The Not-So-Lost Art of Being Gentle
The Not-So-Lost Art of Being Gentle
Gentleness is not usually a topic one hears in a sermon unless the series is on the fruit of the Spirit, and even then, it's not the most anticipated Sunday. People don’t know what to do with gentleness. There is humility and kindness, so why gentleness? But you only have to spend some time on social media, experience an angry customer at a coffee shop, or listen to the rageful political accusations from any side to know that we lack this quiet and especially important virtue that sometimes gets lost in the shuffle.
I started down this road of gentleness when I saw a church in my town street-preaching during a city-wide gathering. They were shouting in deep, bellowing tones about hell, damnation, and repentance. When faced with opposition from people passing by, especially high school youth angry about their message, they would return their insults with insults. They would double down on hell as their destination with vigor and volume. I witnessed one preacher calling a young high school girl stupid and making fun of her hair and how she was dressed. I think his exact words were, “You're the stupid one,” as he bent down from his preaching box and pointed at her. This isn’t the Gospel message of Christ.
How the message is conveyed is just as important as its content. The Apostle Peter’s words came to my mind: “Do not repay evil with evil or insult with insult. On the contrary, repay evil with blessing” (1 Peter 3:9, NIV). But it was something more wrong than just that. These men feel like they are doing God’s work, and that their preaching is kindness, love, compassion, and mercy to those who would hear and turn to God. I felt like there was something less obvious and more damning that they were missing, so I asked the Lord to show me what it was.

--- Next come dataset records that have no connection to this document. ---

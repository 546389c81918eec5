use thiserror::Error;

/// Errors from the chain-data oracle or broadcast channel. These are
/// retryable: callers record a diagnostic and try again next tick.
#[derive(Debug, Error)]
pub enum OracleError {
    #[error("http: {0}")]
    Http(#[from] reqwest::Error),

    #[error("decode: {0}")]
    Decode(#[from] serde_json::Error),

    /// The oracle answered with an error sentinel instead of data.
    #[error("oracle: {0}")]
    Api(String),
}

/// Errors from assembling a spending transaction.
#[derive(Debug, Error)]
pub enum BuildError {
    #[error("insufficient balance: have {have}, need {amount} + fee {fee}")]
    InsufficientBalance { have: u64, amount: u64, fee: u64 },

    #[error("fee did not converge after {0} iterations")]
    FeeConvergence(usize),

    #[error("address {0} is not valid for the active network")]
    InvalidAddress(String),

    #[error("invalid public key: {0}")]
    InvalidPubkey(#[from] secp256k1::Error),

    /// Size measurement during fee convergence failed.
    #[error(transparent)]
    Signing(#[from] SignerError),
}

/// Errors from the remote signing oracle path. All of these are fatal for
/// the current attempt; nothing is broadcast on a partial signature set.
#[derive(Debug, Error)]
pub enum SignerError {
    #[error("signing oracle: {0}")]
    Oracle(String),

    #[error("oracle returned a malformed signature")]
    MalformedSignature,

    #[error("signing key is not a valid secp256k1 public key")]
    InvalidPubkey,

    #[error("signature for input {0} failed validation")]
    InvalidSignature(usize),

    #[error("sighash: {0}")]
    Sighash(String),
}
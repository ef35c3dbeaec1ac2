// Write performance benchmarks for mapkv

use criterion::{criterion_group, criterion_main, BenchmarkId, Criterion, Throughput};
use mapkv::batch::{BatchExecutor, BatchRequest};
use mapkv::script::LuaExecutor;
use mapkv::{Binding, EnvFlags, EnvOptions, Environment};
use std::hint::black_box;
use tempfile::TempDir;

fn open(dir: &TempDir) -> Environment {
    // Durability is not what these benchmarks measure
    let options = EnvOptions::default().map_size(256 * 1024 * 1024).flags(EnvFlags::NO_SYNC);
    Environment::open_with(Binding::new().unwrap(), dir.path(), &options).unwrap()
}

fn benchmark_single_puts(c: &mut Criterion) {
    let mut group = c.benchmark_group("single_put");

    for size in [100, 1000].iter() {
        group.throughput(Throughput::Elements(*size as u64));
        group.bench_with_input(BenchmarkId::from_parameter(size), size, |b, &size| {
            b.iter(|| {
                let temp_dir = TempDir::new().unwrap();
                let env = open(&temp_dir);

                // One transaction per record
                for i in 0..size {
                    let key = format!("key{:08}", i);
                    let value = format!("value{:08}", i);
                    env.write(|txn| txn.set(&key, &value)).unwrap();
                }

                black_box(&env);
            });
        });
    }

    group.finish();
}

fn benchmark_batched_puts(c: &mut Criterion) {
    let mut group = c.benchmark_group("batched_put");

    for size in [100, 1000, 10000].iter() {
        group.throughput(Throughput::Elements(*size as u64));
        group.bench_with_input(BenchmarkId::from_parameter(size), size, |b, &size| {
            b.iter(|| {
                let temp_dir = TempDir::new().unwrap();
                let env = open(&temp_dir);

                env.write(|txn| {
                    for i in 0..size {
                        txn.set(format!("key{:08}", i), format!("value{:08}", i))?;
                    }
                    Ok(())
                })
                .unwrap();

                black_box(&env);
            });
        });
    }

    group.finish();
}

fn benchmark_random_puts(c: &mut Criterion) {
    let mut group = c.benchmark_group("random_put");

    for size in [1000, 10000].iter() {
        group.throughput(Throughput::Elements(*size as u64));
        group.bench_with_input(BenchmarkId::from_parameter(size), size, |b, &size| {
            b.iter(|| {
                use rand::Rng;
                let mut rng = rand::rng();
                let temp_dir = TempDir::new().unwrap();
                let env = open(&temp_dir);

                env.write(|txn| {
                    for _ in 0..size {
                        let key_num: u32 = rng.random();
                        txn.set(format!("key{:010}", key_num), format!("value{:010}", key_num))?;
                    }
                    Ok(())
                })
                .unwrap();

                black_box(&env);
            });
        });
    }

    group.finish();
}

fn benchmark_batch_request(c: &mut Criterion) {
    let mut group = c.benchmark_group("batch_request");

    for size in [100, 1000].iter() {
        let mut request = BatchRequest::new(true);
        for i in 0..*size {
            request.set(&format!("key{:08}", i), &format!("value{:08}", i));
        }

        group.throughput(Throughput::Elements(*size as u64));
        group.bench_with_input(BenchmarkId::from_parameter(size), &request, |b, request| {
            let temp_dir = TempDir::new().unwrap();
            let executor = BatchExecutor::new(open(&temp_dir));
            b.iter(|| {
                let report = executor.execute(black_box(request)).unwrap();
                black_box(report);
            });
        });
    }

    group.finish();
}

fn benchmark_lua_script(c: &mut Criterion) {
    let temp_dir = TempDir::new().unwrap();
    let executor = LuaExecutor::new(open(&temp_dir), None);
    let script = r#"
        for i = 1, 100 do
            db.put("key" .. i, "value" .. i)
        end
    "#;

    c.bench_function("lua_script_100_puts", |b| {
        b.iter(|| executor.execute(black_box(script)).unwrap());
    });
}

criterion_group!(
    benches,
    benchmark_single_puts,
    benchmark_batched_puts,
    benchmark_random_puts,
    benchmark_batch_request,
    benchmark_lua_script
);
criterion_main!(benches);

As I spent time in prayer and in the Word, the Lord began highlighting the word gentleness. These men lack gentleness to the extreme. Gentleness is the sword of compassion, humility, and love. It is a component of pure wisdom (James 3:17). It should be evident to all (Philippians 4:5) and expressed to all (Titus 3:1-3). It’s a requirement of a Christian leaders (1 Timothy 3:2-3). It is a tenet of living a life worthy of the Gospel message (Ephesians 4:1-2), and it flows from the Holy Spirit himself (Galatians 5:22).
Again, these men’s lack of gentleness is extreme, but as a society, our lack of gentleness is at epidemic levels. The church should be at the forefront of living out Christ’s gentleness in how we act and communicate, but sadly we are part of the problem. Justified by our convictions, we become harsh with each other and with everyone else. On Sunday, we speak softly, but on Monday, our employees, coworkers, spouses, and children, as well as our enemies, experience our harshness. A harshness that comes from a twisted idea of justice, a warped desire for respect, and self-righteousness.
But all is not lost, because the source of all things good is God, and as followers of Christ, his Holy Spirit is in us. When Jesus was faced with the woman caught in adultery, He could have cast the first stone. Instead, he humbled the men who were trying to trap him, causing them to leave their rocks and walk away, and he spoke with gentleness to the woman. Jesus said:
“Woman, where are they? Has no one condemned you?”
“No one, sir,” she said.
“Then neither do I condemn you,” Jesus declared. “Go now and leave your life of sin.”
Jesus could have saved her from her accusers and still given her a harsh lecture about how terrible she was and how she should flee from sin, but that’s not how he did it. “Then neither do I condemn you… go now and leave your life of sin,” he said. That’s the gentleness we are called to.
Without gentleness, compassion is only empathy, humility is only an ideal, and love is just a word. The next series of posts will examine what the Word of God says about gentleness and how we are to be a people who express it — from how we share our faith, to how we lead, to how we live our lives.